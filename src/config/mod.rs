// SPDX-License-Identifier: AGPL-3.0-or-later
// Copyright (C) 2025 Blackman Artificial Intelligence Technologies Inc.

//! Configuration module for Seer
//!
//! Handles loading, saving, and validating user settings.

pub mod settings;

pub use settings::*;
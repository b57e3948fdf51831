// SPDX-License-Identifier: AGPL-3.0-or-later
// Copyright (C) 2025 Blackman Artificial Intelligence Technologies Inc.

//! Network transport for chat turns
//!
//! A transport POSTs one JSON body and hands back the response body as a
//! stream of byte chunks. Non-success statuses are reported as errors before
//! any body is read.

use async_trait::async_trait;
use bytes::Bytes;
use futures::Stream;
use std::fmt;
use std::pin::Pin;

use crate::error::Result;

pub mod http;
pub mod scripted;

pub use http::HttpTransport;
pub use scripted::{ScriptedResponse, ScriptedTransport};

/// Response body as delivered by the network, chunk by chunk
pub type ByteStream = Pin<Box<dyn Stream<Item = Result<Bytes>> + Send>>;

/// Which server route a request targets
#[derive(Debug, Clone, Copy, PartialEq, Eq)]
pub enum Endpoint {
    /// Send a new (or retried) turn
    Chat,
    /// Replay an interrupted turn of an existing session
    Resume,
}

impl fmt::Display for Endpoint {
    fn fmt(&self, f: &mut fmt::Formatter<'_>) -> fmt::Result {
        match self {
            Endpoint::Chat => write!(f, "chat"),
            Endpoint::Resume => write!(f, "resume"),
        }
    }
}

/// A fully built request, ready to send
#[derive(Debug, Clone, PartialEq)]
pub struct OutgoingRequest {
    pub endpoint: Endpoint,
    pub body: serde_json::Value,
    pub bearer_token: Option<String>,
}

/// Opens streaming chat responses
#[async_trait]
pub trait ChatTransport: Send + Sync {
    /// Send the request and return the body stream of a success response.
    ///
    /// 401/403 map to `ApiError::AuthenticationFailed`, other non-success
    /// statuses to `ApiError::ServerError` carrying the response body.
    async fn open(&self, request: OutgoingRequest) -> Result<ByteStream>;
}
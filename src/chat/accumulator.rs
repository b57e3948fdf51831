// SPDX-License-Identifier: AGPL-3.0-or-later
// Copyright (C) 2025 Blackman Artificial Intelligence Technologies Inc.

//! Accumulation of the in-flight assistant message
//!
//! Upstream is inconsistent about chunking: some ticks carry a delta, some
//! resend the whole text so far, and some arrive doubled (`"abcabc"`). Every
//! text chunk is normalized first, then merged as a cumulative snapshot when it
//! extends the buffer and as a delta otherwise.

/// Collapse a string made of the same half twice, repeatedly.
///
/// Strings with an odd number of characters are returned unchanged.
pub fn normalize_duplicated(text: &str) -> &str {
    let mut current = text;
    loop {
        let chars = current.chars().count();
        if chars == 0 || chars % 2 != 0 {
            return current;
        }

        let mid = current
            .char_indices()
            .nth(chars / 2)
            .map_or(current.len(), |(idx, _)| idx);
        let (head, tail) = current.split_at(mid);
        if head != tail {
            return current;
        }
        current = head;
    }
}

/// Mutable state of one assistant turn
#[derive(Debug, Default)]
pub struct AccumulatorState {
    assistant_text: String,
    thinking_text: String,
    active_turn: Option<u64>,
}

impl AccumulatorState {
    pub fn new() -> Self {
        Self::default()
    }

    /// Discard any previous turn and start accumulating for `turn`.
    pub fn open(&mut self, turn: u64) {
        self.assistant_text.clear();
        self.thinking_text.clear();
        self.active_turn = Some(turn);
    }

    /// Discard everything; later chunks for any turn are stale.
    pub fn close(&mut self) {
        self.assistant_text.clear();
        self.thinking_text.clear();
        self.active_turn = None;
    }

    pub fn active_turn(&self) -> Option<u64> {
        self.active_turn
    }

    pub fn is_active(&self, turn: u64) -> bool {
        self.active_turn == Some(turn)
    }

    pub fn assistant_text(&self) -> &str {
        &self.assistant_text
    }

    pub fn thinking_text(&self) -> &str {
        &self.thinking_text
    }

    /// Merge a partial chunk and return the live text.
    pub fn apply_partial(&mut self, chunk: &str) -> &str {
        let chunk = normalize_duplicated(chunk);
        if chunk.starts_with(self.assistant_text.as_str()) {
            self.assistant_text.replace_range(.., chunk);
        } else {
            self.assistant_text.push_str(chunk);
        }
        &self.assistant_text
    }

    /// Merge the final chunk and return the authoritative text.
    ///
    /// Non-empty final text replaces the buffer; otherwise the buffer stands.
    pub fn apply_final(&mut self, chunk: Option<&str>) -> &str {
        if let Some(chunk) = chunk.map(normalize_duplicated).filter(|c| !c.is_empty()) {
            self.assistant_text.replace_range(.., chunk);
        }
        &self.assistant_text
    }

    /// Append thinking text and return the cumulative thinking.
    pub fn append_thinking(&mut self, delta: &str) -> &str {
        self.thinking_text.push_str(delta);
        &self.thinking_text
    }

    /// Take both buffers, leaving the turn open but empty.
    pub fn take(&mut self) -> (String, String) {
        (
            std::mem::take(&mut self.assistant_text),
            std::mem::take(&mut self.thinking_text),
        )
    }
}
// SPDX-License-Identifier: AGPL-3.0-or-later
// Copyright (C) 2025 Blackman Artificial Intelligence Technologies Inc.

use clap::Parser;
use seer::cli::{Cli, Commands};
use seer::locale::Locale;

#[test]
fn test_parse_chat_command() {
    let args = vec!["seer", "chat"];
    let cli = Cli::try_parse_from(args).expect("Valid command parsing");
    assert!(matches!(cli.command, Some(Commands::Chat(_))));
}

#[test]
fn test_parse_chat_with_locale_aliases() {
    for alias in ["zh", "zh-CN", "zh_cn", "Chinese"] {
        let cli = Cli::try_parse_from(["seer", "chat", "--locale", alias])
            .expect("Valid command parsing");
        let Some(Commands::Chat(chat_args)) = cli.command else {
            panic!("Expected Chat command");
        };
        assert_eq!(chat_args.turn.locale, Some(Locale::Zh));
    }
}

#[test]
fn test_parse_ask_with_mode_and_session() {
    let cli = Cli::try_parse_from(["seer", "ask", "Hello", "-m", "fortune", "--session", "s1"])
        .expect("Valid command parsing");
    if let Some(Commands::Ask(ask_args)) = cli.command {
        assert_eq!(ask_args.message, "Hello");
        assert_eq!(ask_args.turn.mode.as_deref(), Some("fortune"));
        assert_eq!(ask_args.turn.session.as_deref(), Some("s1"));
    } else {
        panic!("Expected Ask command");
    }
}

#[test]
fn test_parse_resume() {
    let cli = Cli::try_parse_from(["seer", "resume", "--session", "abc", "--locale", "en"])
        .expect("Valid command parsing");
    if let Some(Commands::Resume(resume_args)) = cli.command {
        assert_eq!(resume_args.session, "abc");
        assert_eq!(resume_args.locale, Some(Locale::En));
    } else {
        panic!("Expected Resume command");
    }
}

#[test]
fn test_unknown_subcommand_fails() {
    assert!(Cli::try_parse_from(["seer", "history"]).is_err());
}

Exercise instructions: Could you restate word for word the lines above from the one containing "pub trait ChatTransport: Send" through the one containing "let chars = current.chars().count();", both included, and nothing else?

Your solution:
pub trait ChatTransport: Send + Sync {
    /// Send the request and return the body stream of a success response.
    ///
    /// 401/403 map to `ApiError::AuthenticationFailed`, other non-success
    /// statuses to `ApiError::ServerError` carrying the response body.
    async fn open(&self, request: OutgoingRequest) -> Result<ByteStream>;
}
filename src/chat/accumulator.rs
repository b57e3948fdf51831
// SPDX-License-Identifier: AGPL-3.0-or-later
// Copyright (C) 2025 Blackman Artificial Intelligence Technologies Inc.

//! Accumulation of the in-flight assistant message
//!
//! Upstream is inconsistent about chunking: some ticks carry a delta, some
//! resend the whole text so far, and some arrive doubled (`"abcabc"`). Every
//! text chunk is normalized first, then merged as a cumulative snapshot when it
//! extends the buffer and as a delta otherwise.

/// Collapse a string made of the same half twice, repeatedly.
///
/// Strings with an odd number of characters are returned unchanged.
pub fn normalize_duplicated(text: &str) -> &str {
    let mut current = text;
    loop {
        let chars = current.chars().count();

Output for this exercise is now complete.